Сегодня, 30-го августа, именины великого князя Александра, а он некстати вздумал захворать именно в этот день. Бог знает, что у него. Все жалуется на головную боль, на лихорадку или скорее на озноб и колику. Надеюсь, что из этого ничего не выйдет. Шалун перерос меня на три пальца.

Письма мои пишутся не для потомства, в особенности такие длинные, как то число листов, которого вы мне не хотите назвать. Почти всегда я пишу к вам второпях, левой рукою придерживая ваши хартии, а правой марая ответ, следя глазами по хартиям и набрасывая мысли, которые вы вызываете во мне.

Не сомневаюсь, что вы в восторге от приезда во Франкфурт: во-первых нет французской сумятицы, и потом вы в средоточии высочеств всей Германии, с герцогом Саксен-Готским во главе. Вот увидите, они помешают мне получить ответ в 8 томов в 8-ю долю листа, на который я имею полное право; но ведь мы и так никогда не отвечаем друг другу на письма: мы пишем все, что взбредет на ум.

Не прогневайтесь, вы увлеклись воображением, представляя себе, будто я думаю, что вы даете читать отрывки из моих писем; вот уже двадцать лет, как я имею удовольствие вам писать, и ни разу подобная мысль не пришла мне в голову. Вы стали очень подозрительны, с тех пор как вам пришлось жить среди следственных комитетов; пожалуйста, в другой раз этого не говорите.

С тем же курьером, который привез мне ваше письмо из Франкфурта, я получила очень неприятное известие, что Симолин (русский посланник в Париже) стал ярым демагогом и теперь восхищается всеми нелепостями, которые совершает негодное Национальное Coбpaниe. Я думаю, что его совратил с пути истинного г. д'Отэн (d'Autun); впрочем, сей посланец не вез с собою ничего важного, и вы бы могли задержать его на несколько месяцев без малейшего для меня ущерба.

1-го сентября 1791 г.

У г-на де Мейлана очень плохое здоровье. Я нахожу, что у него более хотенья, чем уменья: долгие сборы кончаются пустяками. Если он и напишет историю, чего я не думаю, то она будет в том же роде. Я с ним говорила раза два-три: он любит поучать, и когда начинает говорить, то наперед знаешь всё, что он скажет.

Кроме того, он, как и все его друзья, сам не уверен, что он такое, демагог или роялист, согласно своей прежней должности; но я думаю, это все равно. Он пишет хорошенькие стишки. Два месяца или недель шесть тому назад, он уехал отсюда через Москву; тамошние архивные ученые пришли в негодование от его легкомыслия; вообще я никого еще не видала здесь, кто бы так мало сумел понравиться.

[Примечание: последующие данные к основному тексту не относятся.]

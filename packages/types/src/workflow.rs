use chrono::{DateTime, Utc};
use serde::{Deserialize, Serialize};
use utoipa::ToSchema;

use crate::{ExecutionId, WorkflowId};

#[derive(Serialize, Deserialize, Clone, Debug, PartialEq, ToSchema)]
#[serde(rename_all = "camelCase")]
pub struct Workflow {
    pub id: WorkflowId,
    pub name: String,
    pub definition: WorkflowDefinition,
    pub enabled: bool,
    pub created_at: DateTime<Utc>,
    pub updated_at: DateTime<Utc>,
}

#[derive(Serialize, Deserialize, Clone, Debug, PartialEq, ToSchema)]
#[serde(rename_all = "camelCase")]
pub struct WorkflowDefinition {
    pub name: String,
    #[serde(default, skip_serializing_if = "Option::is_none")]
    pub description: Option<String>,
    pub steps: Vec<Step>,
    #[serde(default)]
    pub error_handling: ErrorHandling,
    /// Whole-execution ceiling in milliseconds. None = no ceiling.
    #[serde(default, skip_serializing_if = "Option::is_none")]
    pub timeout_ms: Option<u64>,
}

#[derive(Serialize, Deserialize, Clone, Debug, Default, PartialEq, ToSchema)]
#[serde(rename_all = "camelCase")]
pub struct ErrorHandling {
    #[serde(default)]
    pub strategy: ErrorStrategy,
    #[serde(default, skip_serializing_if = "Option::is_none")]
    pub on_error: Option<String>,
}

#[derive(Serialize, Deserialize, Clone, Copy, Debug, Default, PartialEq, Eq, ToSchema)]
#[serde(rename_all = "snake_case")]
pub enum ErrorStrategy {
    #[default]
    Rollback,
    Continue,
}

/// One unit of work inside a workflow. `config` is interpolated against the
/// execution context before dispatch; its expected shape depends on `type`.
#[derive(Serialize, Deserialize, Clone, Debug, PartialEq, ToSchema)]
#[serde(rename_all = "camelCase")]
pub struct Step {
    pub name: String,
    #[serde(rename = "type")]
    pub step_type: StepType,
    pub config: serde_json::Value,
    #[serde(default, skip_serializing_if = "Option::is_none")]
    pub on_error: Option<StepErrorAction>,
    #[serde(default, skip_serializing_if = "Option::is_none")]
    pub retry_config: Option<RetryConfig>,
    /// Optional guard; when present and false, the step is skipped.
    #[serde(default, skip_serializing_if = "Option::is_none")]
    pub condition: Option<Condition>,
}

#[derive(Serialize, Deserialize, Clone, Copy, Debug, PartialEq, Eq, Hash, ToSchema)]
#[serde(rename_all = "snake_case")]
pub enum StepType {
    Tool,
    Prompt,
    Resource,
    Parallel,
    Condition,
    Sampling,
}

impl StepType {
    pub fn as_str(&self) -> &'static str {
        match self {
            StepType::Tool => "tool",
            StepType::Prompt => "prompt",
            StepType::Resource => "resource",
            StepType::Parallel => "parallel",
            StepType::Condition => "condition",
            StepType::Sampling => "sampling",
        }
    }
}

#[derive(Serialize, Deserialize, Clone, Copy, Debug, PartialEq, Eq, ToSchema)]
#[serde(rename_all = "snake_case")]
pub enum StepErrorAction {
    Stop,
    Continue,
    Retry,
}

#[derive(Serialize, Deserialize, Clone, Copy, Debug, PartialEq, ToSchema)]
#[serde(rename_all = "camelCase")]
pub struct RetryConfig {
    pub max_attempts: u32,
    pub backoff_ms: u64,
    #[serde(default = "default_multiplier")]
    pub multiplier: f64,
}

fn default_multiplier() -> f64 {
    2.0
}

#[derive(Serialize, Deserialize, Clone, Debug, PartialEq, ToSchema)]
#[serde(rename_all = "camelCase")]
pub struct Condition {
    pub operator: ConditionOperator,
    /// Dotted path into the execution context, e.g. `steps.fetch.output.code`.
    pub path: String,
    #[serde(default, skip_serializing_if = "Option::is_none")]
    pub value: Option<serde_json::Value>,
}

#[derive(Serialize, Deserialize, Clone, Copy, Debug, PartialEq, Eq, ToSchema)]
#[serde(rename_all = "snake_case")]
pub enum ConditionOperator {
    Equals,
    NotEquals,
    Contains,
    Exists,
    Gt,
    Lt,
}

#[derive(Serialize, Deserialize, Clone, Copy, Debug, PartialEq, Eq, ToSchema)]
#[serde(rename_all = "snake_case")]
pub enum ExecutionStatus {
    Pending,
    Running,
    Completed,
    Failed,
    Cancelled,
}

impl ExecutionStatus {
    pub fn as_str(&self) -> &'static str {
        match self {
            ExecutionStatus::Pending => "pending",
            ExecutionStatus::Running => "running",
            ExecutionStatus::Completed => "completed",
            ExecutionStatus::Failed => "failed",
            ExecutionStatus::Cancelled => "cancelled",
        }
    }

    pub fn is_terminal(&self) -> bool {
        matches!(
            self,
            ExecutionStatus::Completed | ExecutionStatus::Failed | ExecutionStatus::Cancelled
        )
    }
}

#[derive(Serialize, Deserialize, Clone, Copy, Debug, PartialEq, Eq, ToSchema)]
#[serde(rename_all = "snake_case")]
pub enum StepStatus {
    Pending,
    Running,
    Completed,
    Failed,
    Skipped,
}

impl StepStatus {
    pub fn as_str(&self) -> &'static str {
        match self {
            StepStatus::Pending => "pending",
            StepStatus::Running => "running",
            StepStatus::Completed => "completed",
            StepStatus::Failed => "failed",
            StepStatus::Skipped => "skipped",
        }
    }
}

#[derive(Serialize, Deserialize, Clone, Debug, ToSchema)]
#[serde(rename_all = "camelCase")]
pub struct WorkflowExecution {
    pub id: ExecutionId,
    pub workflow_id: WorkflowId,
    pub status: ExecutionStatus,
    pub input: serde_json::Value,
    #[serde(default, skip_serializing_if = "Option::is_none")]
    pub output: Option<serde_json::Value>,
    #[serde(default, skip_serializing_if = "Option::is_none")]
    pub error: Option<String>,
    pub started_at: DateTime<Utc>,
    #[serde(default, skip_serializing_if = "Option::is_none")]
    pub completed_at: Option<DateTime<Utc>>,
    #[serde(default, skip_serializing_if = "Option::is_none")]
    pub triggered_by: Option<String>,
    #[serde(default)]
    pub tokens_used: u64,
    #[serde(default)]
    pub cost_credits: f64,
}

#[derive(Serialize, Deserialize, Clone, Debug, ToSchema)]
#[serde(rename_all = "camelCase")]
pub struct ExecutionStep {
    pub execution_id: ExecutionId,
    pub index: u32,
    pub name: String,
    pub status: StepStatus,
    #[serde(default, skip_serializing_if = "Option::is_none")]
    pub input: Option<serde_json::Value>,
    #[serde(default, skip_serializing_if = "Option::is_none")]
    pub output: Option<serde_json::Value>,
    #[serde(default, skip_serializing_if = "Option::is_none")]
    pub error: Option<String>,
    #[serde(default)]
    pub retry_count: u32,
    pub started_at: DateTime<Utc>,
    #[serde(default, skip_serializing_if = "Option::is_none")]
    pub completed_at: Option<DateTime<Utc>>,
    #[serde(default)]
    pub tokens_used: u64,
    #[serde(default)]
    pub cost_credits: f64,
    #[serde(default)]
    pub duration_ms: u64,
}

/// Cost attributed to a single step. Tokens come from upstream response
/// metadata when present, otherwise estimated from output size.
#[derive(Serialize, Deserialize, Clone, Copy, Debug, Default, PartialEq, ToSchema)]
#[serde(rename_all = "camelCase")]
pub struct StepCost {
    pub tokens_used: u64,
    pub cost_credits: f64,
    pub duration_ms: u64,
}

#[cfg(test)]
mod tests {
    use super::*;

    #[test]
    fn definition_roundtrips() {
        let def = WorkflowDefinition {
            name: "fetch-and-report".to_string(),
            description: None,
            steps: vec![Step {
                name: "fetch".to_string(),
                step_type: StepType::Tool,
                config: serde_json::json!({
                    "tool": "weather/current",
                    "params": {"city": "{{ input.city }}"}
                }),
                on_error: Some(StepErrorAction::Retry),
                retry_config: Some(RetryConfig {
                    max_attempts: 3,
                    backoff_ms: 100,
                    multiplier: 2.0,
                }),
                condition: None,
            }],
            error_handling: ErrorHandling::default(),
            timeout_ms: Some(60_000),
        };

        let json = serde_json::to_string(&def).unwrap();
        let back: WorkflowDefinition = serde_json::from_str(&json).unwrap();
        assert_eq!(def, back);
    }

    #[test]
    fn default_error_strategy_is_rollback() {
        let def: WorkflowDefinition =
            serde_json::from_str(r#"{"name":"empty","steps":[]}"#).unwrap();
        assert_eq!(def.error_handling.strategy, ErrorStrategy::Rollback);
    }
}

Говорят, в Москве он сказал, что в России только и видишь, что бороду да ленту через плечо, и что гораздо почтеннее не иметь ленты, чем ее иметь. Судите по этому, мог ли он понравиться. Здесь он бывал только у одной Щербининой (Анастасия Михайловна), с которой все женщины прекратили знакомство. Это дочь княгини Дашковой (Екатерина Романовна), но ведет такую жизнь, что мать и слышать о ней не хочет.

В Москве он рассказывал, что только у нее собирается приятное общество, а здесь говорят, что он почти постоянно засыпал на кресла в её гостиной. Когда-нибудь вы узнаете, зачем я приглашала г-на де Мейлана. Он мне не годился, как я потом увидала; но довольно об этом, и прошу не болтать: это должно остаться между нами.

Я отдала генералу Зубову сочинение об артиллерии Поля Джонса; самой мне недосуг прочитывать все книги, какие мне присылают. Я согласна с вами и очень боюсь за Булье; на него должен сильно подействовать неудачный побег короля, но он волен поступить на службу к кому хочет: я от этого ничего не выиграю и не проиграю, потому что у меня все пойдет также, как шло без него до сих пор.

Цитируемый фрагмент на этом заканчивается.